Así, la calma llega cuando se ha hecho ese acto de humildad que conlleva un escándalo inmenso: “¿Quién es este?” Pedro y los suyos se preguntan, como Dios hace preguntarse a Job en la primera lectura: ¿Quién ha puesto los mares y las mareas? Job, como Pedro, está convencido de lo justo que es, de lo bien que lo hace, del mérito y el premio que merece, pero la tempestad amenaza con dejarlo sin nada. Y Dios le encara: ¿Quién crees que tiene verdadero poder? ¿Lo tuyo te parece que es ser poderoso? Todos los poderes del mundo, hasta aquellos a los que más nos aferramos, tiemblan y dudan en su tempestad.
“¿Quién es este?” El viento y las olas le obedecen como los mares al Dios que habla a Job, porque este es el Dios que lo ha creado todo, que lo ha hecho todo para el hombre y no contra él, y que le quiere ayudar a comprender esto.

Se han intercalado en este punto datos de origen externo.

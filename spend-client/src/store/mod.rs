//! Client-side resource cache
//!
//! One [`Slice`] per resource, each behind its own async lock so a slow
//! list fetch on one screen never blocks another.

mod slice;

pub use slice::{Identified, Paging, RequestKind, RequestTicket, Slice};

use shared::models::{
    Account, Admin, ApiLog, Backup, CmsPage, Company, Country, Currency, Driver, Feedback,
    GrantedPermission, Module, Role, State, SystemLog, User,
};
use tokio::sync::RwLock;

macro_rules! identified {
    ($($ty:ty),* $(,)?) => {
        $(impl Identified for $ty {
            fn id(&self) -> i64 {
                self.id
            }
        })*
    };
}

identified!(
    User,
    Admin,
    Company,
    Account,
    Role,
    Module,
    GrantedPermission,
    CmsPage,
    ApiLog,
    SystemLog,
    Feedback,
    Backup,
);

/// Dropdown option lists
#[derive(Debug, Clone, Default)]
pub struct CommonLists {
    pub countries: Vec<Country>,
    /// States of the last requested country
    pub states: Vec<State>,
    pub currencies: Vec<Currency>,
    pub drivers: Vec<Driver>,
}

#[derive(Debug, Default)]
pub struct Store {
    pub users: RwLock<Slice<User>>,
    pub admins: RwLock<Slice<Admin>>,
    pub companies: RwLock<Slice<Company>>,
    pub accounts: RwLock<Slice<Account>>,
    pub modules: RwLock<Slice<Module>>,
    pub roles: RwLock<Slice<Role>>,
    /// Grants of the role being edited
    pub permissions: RwLock<Slice<GrantedPermission>>,
    pub cms: RwLock<Slice<CmsPage>>,
    pub api_logs: RwLock<Slice<ApiLog>>,
    pub system_logs: RwLock<Slice<SystemLog>>,
    pub feedback: RwLock<Slice<Feedback>>,
    pub backups: RwLock<Slice<Backup>>,
    pub common: RwLock<CommonLists>,
}

impl Store {
    pub fn new() -> Self {
        Self::default()
    }

    /// Drop every cached entity, on logout
    pub async fn reset(&self) {
        self.users.write().await.clear();
        self.admins.write().await.clear();
        self.companies.write().await.clear();
        self.accounts.write().await.clear();
        self.modules.write().await.clear();
        self.roles.write().await.clear();
        self.permissions.write().await.clear();
        self.cms.write().await.clear();
        self.api_logs.write().await.clear();
        self.system_logs.write().await.clear();
        self.feedback.write().await.clear();
        self.backups.write().await.clear();
        *self.common.write().await = CommonLists::default();
    }
}
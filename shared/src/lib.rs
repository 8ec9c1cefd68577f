//! Shared types for the SmartSpend console
//!
//! Wire types exchanged with the SmartSpend REST backend: the response
//! envelope, pagination, the API path table and the
//! resource models.

pub mod models;
pub mod paths;
pub mod request;
pub mod response;
pub mod types;
pub mod util;

// Re-exports
pub use serde::{Deserialize, Serialize};

pub use request::ListQuery;
pub use response::{ApiEnvelope, ApiOutcome, EnvelopeError, Page};
pub use types::{ActionType, ModuleName, PermissionId};
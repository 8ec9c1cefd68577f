//! Client error types

use crate::forms::FieldErrors;
use thiserror::Error;

/// Message shown when a failed response carries no usable text
pub const FALLBACK_ERROR_MESSAGE: &str = "Something went wrong, please try again";

/// Client error type
#[derive(Debug, Error)]
pub enum ClientError {
    /// HTTP request failed at the transport level
    #[error("HTTP error: {0}")]
    Http(#[from] reqwest::Error),

    /// Response did not have the promised shape
    #[error("Invalid response: {0}")]
    InvalidResponse(String),

    /// Session is gone; the client has already logged out
    #[error("Authentication required")]
    Unauthorized,

    /// The signed-in admin lacks the permission for this call
    #[error("Permission denied: {0}")]
    Forbidden(String),

    /// Resource not found
    #[error("Not found: {0}")]
    NotFound(String),

    /// Client-side validation failed, nothing was sent
    #[error("Validation error: {0}")]
    Validation(FieldErrors),

    /// Backend answered with a non-success status
    #[error("API error {code}: {}", .message.as_deref().unwrap_or(FALLBACK_ERROR_MESSAGE))]
    Api { code: i64, message: Option<String> },

    /// Local storage failed
    #[error("Storage error: {0}")]
    Storage(#[from] crate::storage::StorageError),

    /// Serialization error
    #[error("Serialization error: {0}")]
    Serialization(#[from] serde_json::Error),
}

/// The three ways a console operation can fail
#[derive(Debug, Clone, Copy, PartialEq, Eq)]
pub enum ErrorKind {
    /// Session ended, user is sent back to the login page
    Unauthorized,
    /// Per-field messages, submission blocked
    Validation,
    /// Anything else, surfaced as a toast
    Server,
}

impl ClientError {
    pub fn kind(&self) -> ErrorKind {
        match self {
            Self::Unauthorized => ErrorKind::Unauthorized,
            Self::Validation(_) => ErrorKind::Validation,
            _ => ErrorKind::Server,
        }
    }

    /// Text for the error toast
    pub fn toast_message(&self) -> String {
        match self {
            Self::Api {
                message: Some(message),
                ..
            } if !message.trim().is_empty() => message.clone(),
            Self::Forbidden(_) => "You do not have permission to perform this action".to_string(),
            Self::NotFound(what) => format!("{} not found", what),
            Self::Unauthorized => "Your session has expired, please sign in again".to_string(),
            Self::Validation(errors) => errors
                .first_message()
                .unwrap_or(FALLBACK_ERROR_MESSAGE)
                .to_string(),
            _ => FALLBACK_ERROR_MESSAGE.to_string(),
        }
    }

    /// Per-field messages of a validation failure
    pub fn field_errors(&self) -> Option<&FieldErrors> {
        match self {
            Self::Validation(errors) => Some(errors),
            _ => None,
        }
    }
}

impl From<shared::EnvelopeError> for ClientError {
    fn from(err: shared::EnvelopeError) -> Self {
        Self::InvalidResponse(err.to_string())
    }
}

/// Result type for client operations
pub type ClientResult<T> = Result<T, ClientError>;

#[cfg(test)]
mod tests {
    use super::*;

    #[test]
    fn test_kind() {
        assert_eq!(ClientError::Unauthorized.kind(), ErrorKind::Unauthorized);
        assert_eq!(
            ClientError::Validation(FieldErrors::default()).kind(),
            ErrorKind::Validation
        );
        assert_eq!(
            ClientError::Api {
                code: 500,
                message: None
            }
            .kind(),
            ErrorKind::Server
        );
    }

    #[test]
    fn test_toast_uses_body_message() {
        let err = ClientError::Api {
            code: 422,
            message: Some("Email already taken".into()),
        };
        assert_eq!(err.toast_message(), "Email already taken");
    }

    #[test]
    fn test_toast_falls_back() {
        let err = ClientError::Api {
            code: 500,
            message: Some("  ".into()),
        };
        assert_eq!(err.toast_message(), FALLBACK_ERROR_MESSAGE);
        let err = ClientError::InvalidResponse("missing data".into());
        assert_eq!(err.toast_message(), FALLBACK_ERROR_MESSAGE);
    }

    #[test]
    fn test_local_failures_are_server_errors() {
        let err: ClientError = crate::storage::StorageError::Poisoned.into();
        assert_eq!(err.kind(), ErrorKind::Server);
        assert_eq!(err.toast_message(), FALLBACK_ERROR_MESSAGE);

        let json = serde_json::from_str::<serde_json::Value>("{").unwrap_err();
        let err: ClientError = json.into();
        assert!(matches!(err, ClientError::Serialization(_)));
        assert_eq!(err.kind(), ErrorKind::Server);
    }
}
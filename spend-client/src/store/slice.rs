use shared::Page;
use std::collections::HashMap;

/// Which request stream a ticket belongs to
#[derive(Debug, Clone, Copy, PartialEq, Eq, Hash)]
pub enum RequestKind {
    List,
    Item,
    Mutation,
}

/// Issued when a request is dispatched
#[derive(Debug, Clone, Copy, PartialEq, Eq)]
pub struct RequestTicket {
    kind: RequestKind,
    seq: u64,
}

impl RequestTicket {
    pub fn kind(&self) -> RequestKind {
        self.kind
    }
}

/// Current list position
#[derive(Debug, Clone, Copy, PartialEq, Eq)]
pub struct Paging {
    pub page: u32,
    pub per_page: u32,
    pub total: u64,
}

impl Default for Paging {
    fn default() -> Self {
        Self {
            page: 1,
            per_page: 10,
            total: 0,
        }
    }
}

impl Paging {
    pub fn total_pages(&self) -> u32 {
        if self.per_page == 0 {
            0
        } else {
            self.total.div_ceil(u64::from(self.per_page)) as u32
        }
    }
}

/// Entities addressable by id
pub trait Identified {
    fn id(&self) -> i64;
}

/// Cached state of one resource
///
/// Every dispatch takes a ticket; a response is applied only if no newer
/// request of the same kind was dispatched after it, so a slow stale
/// response cannot overwrite a fresh one.
#[derive(Debug, Clone)]
pub struct Slice<T> {
    pub items: Vec<T>,
    pub paging: Paging,
    pub current: Option<T>,
    pub error: Option<String>,
    seq: u64,
    latest: HashMap<RequestKind, u64>,
    in_flight: HashMap<RequestKind, u64>,
}

impl<T> Default for Slice<T> {
    fn default() -> Self {
        Self {
            items: Vec::new(),
            paging: Paging::default(),
            current: None,
            error: None,
            seq: 0,
            latest: HashMap::new(),
            in_flight: HashMap::new(),
        }
    }
}

impl<T> Slice<T> {
    pub fn new() -> Self {
        Self::default()
    }

    /// Register a dispatch
    pub fn begin(&mut self, kind: RequestKind) -> RequestTicket {
        self.seq += 1;
        self.latest.insert(kind, self.seq);
        *self.in_flight.entry(kind).or_default() += 1;
        RequestTicket { kind, seq: self.seq }
    }

    /// Whether `ticket` is still the newest of its kind
    pub fn is_current(&self, ticket: &RequestTicket) -> bool {
        self.latest.get(&ticket.kind) == Some(&ticket.seq)
    }

    pub fn is_loading(&self) -> bool {
        self.in_flight.values().any(|n| *n > 0)
    }

    pub fn is_loading_kind(&self, kind: RequestKind) -> bool {
        self.in_flight.get(&kind).is_some_and(|n| *n > 0)
    }

    fn settle(&mut self, ticket: &RequestTicket) -> bool {
        if let Some(n) = self.in_flight.get_mut(&ticket.kind) {
            *n = n.saturating_sub(1);
        }
        let current = self.is_current(ticket);
        if !current {
            tracing::debug!(kind = ?ticket.kind, seq = ticket.seq, "Discarding stale response");
        }
        current
    }

    /// Apply a list response; `false` if it was stale
    pub fn finish_list(&mut self, ticket: RequestTicket, page: Page<T>) -> bool {
        if !self.settle(&ticket) {
            return false;
        }
        self.paging = Paging {
            page: page.page,
            per_page: page.per_page,
            total: page.total,
        };
        self.items = page.items;
        self.error = None;
        true
    }

    /// Apply a single-entity response; `false` if it was stale
    pub fn finish_item(&mut self, ticket: RequestTicket, item: T) -> bool {
        if !self.settle(&ticket) {
            return false;
        }
        self.current = Some(item);
        self.error = None;
        true
    }

    /// Close a request without a payload (mutations, failures)
    pub fn finish(&mut self, ticket: RequestTicket) -> bool {
        self.settle(&ticket)
    }

    /// Record a failure if the ticket is still current
    pub fn fail(&mut self, ticket: RequestTicket, message: impl Into<String>) -> bool {
        if !self.settle(&ticket) {
            return false;
        }
        self.error = Some(message.into());
        true
    }

    /// Drop cached data; tickets issued before the clear become stale
    pub fn clear(&mut self) {
        let seq = self.seq;
        *self = Self::default();
        self.seq = seq;
    }
}

impl<T: Identified + Clone> Slice<T> {
    /// Replace the entity with the same id or append it
    pub fn upsert(&mut self, item: T) {
        let id = item.id();
        match self.items.iter_mut().find(|i| i.id() == id) {
            Some(slot) => *slot = item.clone(),
            None => {
                self.items.push(item.clone());
                self.paging.total += 1;
            }
        }
        if self.current.as_ref().is_some_and(|c| c.id() == id) {
            self.current = Some(item);
        }
    }

    pub fn remove(&mut self, id: i64) {
        let before = self.items.len();
        self.items.retain(|i| i.id() != id);
        if self.items.len() < before {
            self.paging.total = self.paging.total.saturating_sub(1);
        }
        if self.current.as_ref().is_some_and(|c| c.id() == id) {
            self.current = None;
        }
    }

    pub fn find(&self, id: i64) -> Option<&T> {
        self.items.iter().find(|i| i.id() == id)
    }
}
//! Admin Model (console operators)

use super::RecordStatus;
use serde::{Deserialize, Serialize};

#[derive(Debug, Clone, PartialEq, Serialize, Deserialize)]
pub struct Admin {
    pub id: i64,
    pub name: String,
    pub email: String,
    pub phone: Option<String>,
    pub role_id: i64,
    pub role_name: Option<String>,
    #[serde(default)]
    pub status: RecordStatus,
}

/// Create admin payload
#[derive(Debug, Clone, Serialize, Deserialize)]
pub struct AdminCreate {
    pub name: String,
    pub email: String,
    pub phone: Option<String>,
    pub role_id: i64,
    pub password: String,
}

/// Update admin payload
#[derive(Debug, Clone, Default, Serialize, Deserialize)]
pub struct AdminUpdate {
    #[serde(skip_serializing_if = "Option::is_none")]
    pub name: Option<String>,
    #[serde(skip_serializing_if = "Option::is_none")]
    pub email: Option<String>,
    #[serde(skip_serializing_if = "Option::is_none")]
    pub phone: Option<String>,
    #[serde(skip_serializing_if = "Option::is_none")]
    pub role_id: Option<i64>,
    #[serde(skip_serializing_if = "Option::is_none")]
    pub status: Option<RecordStatus>,
}
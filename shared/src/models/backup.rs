//! Backup Model

use chrono::{DateTime, Utc};
use serde::{Deserialize, Serialize};

#[derive(Debug, Clone, PartialEq, Serialize, Deserialize)]
pub struct Backup {
    pub id: i64,
    pub file_name: String,
    pub size_bytes: u64,
    pub created_at: Option<DateTime<Utc>>,
}
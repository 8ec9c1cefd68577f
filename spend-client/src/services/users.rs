use super::{ACTION_ADD, ACTION_EDIT, Resource, UserService, Users};
use crate::error::{ClientError, ClientResult};
use crate::forms::{Form, UserForm};
use crate::storage::keys;
use shared::models::{RecordStatus, User, UserStatusUpdate, UserVerification};
use shared::paths;

impl UserService {
    /// Create a customer and remember it for the follow-up screen
    pub async fn create_user(&self, form: &UserForm) -> ClientResult<User> {
        let payload = form.submit().map_err(ClientError::Validation)?;
        let user = self.create(&payload).await?;

        let stored = serde_json::to_string(&user)?;
        self.context()
            .api
            .session()
            .storage()
            .set(keys::NEWLY_ADDED_USER, &stored)?;
        Ok(user)
    }

    /// Customer created last in this session, if any
    pub fn newly_added_user(&self) -> Option<User> {
        let raw = self
            .context()
            .api
            .session()
            .storage()
            .get(keys::NEWLY_ADDED_USER)?;
        serde_json::from_str(&raw).ok()
    }

    pub async fn verify(&self, id: i64, verified: bool) -> ClientResult<User> {
        let body = UserVerification {
            is_verified: verified,
        };
        let path = paths::user_verification(id);
        let request = self.context().api.patch::<User, _>(
            &path,
            &body,
            Some(Users::gate(ACTION_EDIT)),
        );
        let user = self.mutate(request).await?;
        self.apply(user.clone()).await;
        let message = if verified {
            "User verified successfully"
        } else {
            "User verification revoked"
        };
        self.context().notifier.success(message);
        Ok(user)
    }

    pub async fn set_status(&self, id: i64, status: RecordStatus) -> ClientResult<User> {
        let body = UserStatusUpdate { status };
        let path = paths::user_status(id);
        let request =
            self.context()
                .api
                .patch::<User, _>(&path, &body, Some(Users::gate(ACTION_EDIT)));
        let user = self.mutate(request).await?;
        self.apply(user.clone()).await;
        self.context()
            .notifier
            .success(&format!("User marked {}", status.as_str()));
        Ok(user)
    }

    /// Whether the signed-in admin may add customers
    pub fn can_create(&self) -> bool {
        self.context()
            .api
            .session()
            .has_permission(Users::MODULE, ACTION_ADD)
    }

    async fn apply(&self, user: User) {
        Users::slice(&self.context().store).write().await.upsert(user);
    }
}
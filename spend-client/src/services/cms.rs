use super::{ACTION_DELETE, CmsPages, CmsService, Resource};
use crate::cms::{CmsForm, VersionDeleter};
use crate::error::{ClientError, ClientResult};
use async_trait::async_trait;
use shared::models::CmsPage;
use shared::paths;

impl CmsService {
    /// Delete one persisted version row immediately
    pub async fn delete_version(&self, page_id: i64, version_id: i64) -> ClientResult<()> {
        let path = paths::cms_version(page_id, version_id);
        let request = self
            .context()
            .api
            .delete(&path, Some(CmsPages::gate(ACTION_DELETE)));
        self.mutate(request).await?;
        self.context()
            .notifier
            .success("Version deleted successfully");
        Ok(())
    }

    /// Deleter bound to one page, for [`crate::cms::VersionHistoryEditor::confirm_remove`]
    pub fn version_deleter(&self, page_id: i64) -> CmsVersionDeleter {
        CmsVersionDeleter {
            service: self.clone(),
            page_id,
        }
    }

    /// Validate and create (`id == None`) or update a page
    pub async fn save(&self, id: Option<i64>, form: &CmsForm) -> ClientResult<CmsPage> {
        let payload = form.submit().map_err(ClientError::from)?;
        match id {
            Some(id) => self.update(id, &payload).await,
            None => self.create(&payload).await,
        }
    }
}

/// Version row deleter backed by the CMS endpoint
#[derive(Debug, Clone)]
pub struct CmsVersionDeleter {
    service: CmsService,
    page_id: i64,
}

#[async_trait]
impl VersionDeleter for CmsVersionDeleter {
    async fn delete_version(&self, version_id: i64) -> ClientResult<()> {
        self.service.delete_version(self.page_id, version_id).await
    }
}
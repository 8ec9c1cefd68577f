use super::Resource;
use crate::store::{Slice, Store};
use shared::models::{
    Account, AccountUpsert, Admin, AdminCreate, AdminUpdate, CmsPage, CmsPageUpsert, Company,
    CompanyUpsert, Role, RoleCreate, RoleUpdate, User, UserCreate, UserUpdate,
};
use shared::paths;
use tokio::sync::RwLock;

macro_rules! resource {
    ($name:ident, $item:ty, $create:ty, $update:ty, $path:expr, $module:expr, $label:expr, $field:ident) => {
        #[derive(Debug, Clone, Copy)]
        pub struct $name;

        impl Resource for $name {
            type Item = $item;
            type Create = $create;
            type Update = $update;

            const PATH: &'static str = $path;
            const MODULE: &'static str = $module;
            const LABEL: &'static str = $label;

            fn slice(store: &Store) -> &RwLock<Slice<$item>> {
                &store.$field
            }
        }
    };
}

resource!(Users, User, UserCreate, UserUpdate, paths::USERS, "users", "User", users);
resource!(Admins, Admin, AdminCreate, AdminUpdate, paths::ADMINS, "admins", "Admin", admins);
resource!(Companies, Company, CompanyUpsert, CompanyUpsert, paths::COMPANIES, "companies", "Company", companies);
resource!(Accounts, Account, AccountUpsert, AccountUpsert, paths::ACCOUNTS, "accounts", "Account", accounts);
resource!(Roles, Role, RoleCreate, RoleUpdate, paths::ROLES, "roles", "Role", roles);
resource!(CmsPages, CmsPage, CmsPageUpsert, CmsPageUpsert, paths::CMS, "cms", "Page", cms);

Por eso, la presencia de Jesús en la barca es la verdadera seguridad: Que Él esté en la barca significa que la Vida está en la barca. La vida segura no está en tierra firme, no está en una mar en calma… la vida es segura donde está Cristo. ¿Buscamos a veces una paz, un bienestar, un placer, sin Dios? Eso es peor que la tormenta, es una “muerte dulce”, sin darnos cuenta… La tentación de tantos es hacer una vida tranquila, sin Dios o con Dios en su justa medida, para que yo sea más libre, más yo… o con un Dios sometido a nuestras fuerzas y planes. El mundo propone, ante la tempestad, dejar a Dios al margen. No se sale de la tempestad sin Dios, sólo se la maquilla, sólo se acentúa. Mientras que en la verdadera dificultad siempre, siempre está Dios para acompañarnos y guiarnos hacia Él.
Decía san Juan de Ávila: “Van muy confiados pensando que en vuestra compañía no se levantará la tormenta. Como les sale del revés, dejan lo comenzado”. La tormenta, que no sabemos por qué se levanta, siempre sirve como prueba para el amor verdadero, para repetir: “Maestro”.
Los discípulos afrontan su debilidad en la tormenta con la sabiduría de la fe y del poder mayor de un Dios que no evita la tempestad, sino que en ella muestra el poder de una vida nueva. Así nos muestra el engaño del mundo, una paz sin Dios, y que es mejor la fuerza de vivir en medio de la tempestad con Él.